Afterward, Signal Corps photographers attached to the 79th captured the images of some soldiers, like patrons arrived for their dinner reservation, enjoying a bottle of wine, sitting around a restaurant table set up on the street outside a partly-destroyed building; other photos reveal the faces of men as blank as those of sleepwalkers. They are utterly worn out, used up, by a month of ceaseless combat.

Le Haye du Puits, July 1944
Ironically, Domingo Martinez survived all this and was killed days later, after the division, including his 313th Regiment, had taken up defensive positions to regather itself. He died on July 12, near a village named Bolleville, and so would not experience the energy and the jubilation of the breakout from the bocage.
With the breakout at month’s end, the Americans would inexorably roll up the Germans, uncover Paris, and liberate the city in August, standing aside to let Free French units and their prickly commander, Gen. Leclerc, enter first. Leclerc would have been furious to learn that Ernest Hemingway and some of his camp followers had preceded him and they were, with great offensive spirit, but also with deteriorating unit cohesion, busy liberating the bar at the Ritz Hotel.

GI’s on parade, Paris, August 1944. These soldiers, from the 28th Infantry Division, marched directly out of Paris and back into combat.
It’s hard not to wish that Pvt. Martinez had been granted at least time enough to celebrate, as well. And maybe, for a migrant farm worker and Dust Bowl refugee, even more time than that.
It is hard not to wish Domingo Martinez the time for a quiet talk with a little granddaughter. She is wearing a crisp white dress–it might be her First Communion– and wide-eyed and attentive, she is looking up at him while they are sitting, nestled together–she is feeling the wonderful safety that a grandfather’s love can provide– on the sofa. They are waiting together for the Sunday lunch his daughters are preparing after Mass, and he is telling the little girl about the five-day leave granted him that summer of 1944.

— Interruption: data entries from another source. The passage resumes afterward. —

use std::collections::BTreeMap;

use crate::model::{Match, PickBanRate};

#[derive(Debug, Clone, Copy, Default, PartialEq, Eq)]
pub struct PickBanCount {
    pub picks: u32,
    pub bans: u32,
}

impl PickBanCount {
    fn rate(&self, matches_seen: usize) -> PickBanRate {
        // two teams pick and ban per match
        let slots = 2.0 * matches_seen as f64;
        PickBanRate {
            pick: self.picks as f64 / slots * 100.0,
            ban: self.bans as f64 / slots * 100.0,
        }
    }
}

fn tally(counts: &mut BTreeMap<String, PickBanCount>, m: &Match) {
    for team in m.teams() {
        for player in &team.players {
            counts.entry(player.champion.clone()).or_default().picks += 1;
        }
        for ban in &team.bans {
            counts.entry(ban.clone()).or_default().bans += 1;
        }
    }
}

/// Total picks and bans per champion over the given matches.
pub fn count_picks_and_bans(matches: &[Match]) -> BTreeMap<String, PickBanCount> {
    let mut counts = BTreeMap::new();
    for m in matches {
        tally(&mut counts, m);
    }
    counts
}

/// Running pick/ban rates per champion. After each match every champion seen
/// so far gets a cumulative snapshot, so the last element of a series is the
/// rate over the whole match set. Series for champions that first appear late
/// are shorter.
pub fn compute_pick_ban_rates(matches: &[Match]) -> BTreeMap<String, Vec<PickBanRate>> {
    let mut counts = BTreeMap::new();
    let mut series: BTreeMap<String, Vec<PickBanRate>> = BTreeMap::new();

    for (index, m) in matches.iter().enumerate() {
        tally(&mut counts, m);

        for (name, count) in &counts {
            series
                .entry(name.clone())
                .or_default()
                .push(count.rate(index + 1));
        }
    }

    series
}

/// The rate shown to users: the last cumulative snapshot.
pub fn current_rate(history: &[PickBanRate]) -> Option<PickBanRate> {
    history.last().copied()
}

#[cfg(test)]
mod tests {
    use super::*;
    use crate::model::{MatchPlayer, Side, Team};
    use approx::assert_relative_eq;

    fn team(champions: [&str; 5], bans: [&str; 5]) -> Team {
        Team {
            players: champions
                .iter()
                .enumerate()
                .map(|(i, champion)| MatchPlayer {
                    name: format!("p{i}"),
                    champion: champion.to_string(),
                })
                .collect(),
            bans: bans.iter().map(|ban| ban.to_string()).collect(),
        }
    }

    fn sample_matches() -> Vec<Match> {
        vec![
            Match {
                id: "1".into(),
                team1: team(
                    ["Ahri", "Jinx", "Leona", "Garen", "Lux"],
                    ["Zed", "Yasuo", "Teemo", "Yuumi", "Draven"],
                ),
                team2: team(
                    ["Zed", "Ezreal", "Thresh", "Darius", "Annie"],
                    ["Ahri", "Yasuo", "Master Yi", "Shaco", "Singed"],
                ),
                winner: Side::Team1,
            },
            Match {
                id: "2".into(),
                team1: team(
                    ["Ahri", "Caitlyn", "Nami", "Sett", "Vex"],
                    ["Yasuo", "Zed", "Teemo", "Yuumi", "Draven"],
                ),
                team2: team(
                    ["Akali", "Ashe", "Lulu", "Olaf", "Syndra"],
                    ["Jinx", "Lux", "Master Yi", "Shaco", "Singed"],
                ),
                winner: Side::Team2,
            },
        ]
    }

    #[test]
    fn every_match_contributes_ten_picks() {
        let matches = sample_matches();
        let counts = count_picks_and_bans(&matches[..1]);
        let picks: u32 = counts.values().map(|count| count.picks).sum();
        let bans: u32 = counts.values().map(|count| count.bans).sum();
        assert_eq!(picks, 10);
        assert_eq!(bans, 10);
    }

    #[test]
    fn current_rate_covers_whole_match_set() {
        let rates = compute_pick_ban_rates(&sample_matches());

        // Ahri: picked twice, banned once, over 2 matches (4 team slots)
        let ahri = current_rate(&rates["Ahri"]).unwrap();
        assert_relative_eq!(ahri.pick, 50.0);
        assert_relative_eq!(ahri.ban, 25.0);

        // Yasuo: banned by both teams in match 1 and once in match 2
        let yasuo = current_rate(&rates["Yasuo"]).unwrap();
        assert_relative_eq!(yasuo.pick, 0.0);
        assert_relative_eq!(yasuo.ban, 75.0);

        // Akali only shows up in the second match
        assert_eq!(rates["Akali"].len(), 1);
        assert_relative_eq!(current_rate(&rates["Akali"]).unwrap().pick, 25.0);
    }

    #[test]
    fn series_accumulates_per_match() {
        let rates = compute_pick_ban_rates(&sample_matches());
        let jinx = &rates["Jinx"];
        assert_eq!(jinx.len(), 2);
        assert_relative_eq!(jinx[0].pick, 50.0);
        assert_relative_eq!(jinx[1].pick, 25.0);
        assert_relative_eq!(jinx[1].ban, 25.0);
    }

    #[test]
    fn no_matches_means_no_rates() {
        assert!(compute_pick_ban_rates(&[]).is_empty());
        assert_eq!(current_rate(&[]), None);
    }

    #[test]
    fn rerunning_gives_identical_output() {
        let matches = sample_matches();
        assert_eq!(compute_pick_ban_rates(&matches), compute_pick_ban_rates(&matches));
    }
}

He decided to visit Notre Dame. Once he’d entered the great church, he took his garrison cap off, crossed himself with holy water, and walked slowly down the nave, the silence pressing on his ears, past the clutter of the pews. There, delighted, he stopped and stood on a spot near the transept where he was suddenly bathed in brilliant, colored sunlight. This is the Rose Window’s gift to men and women of good faith.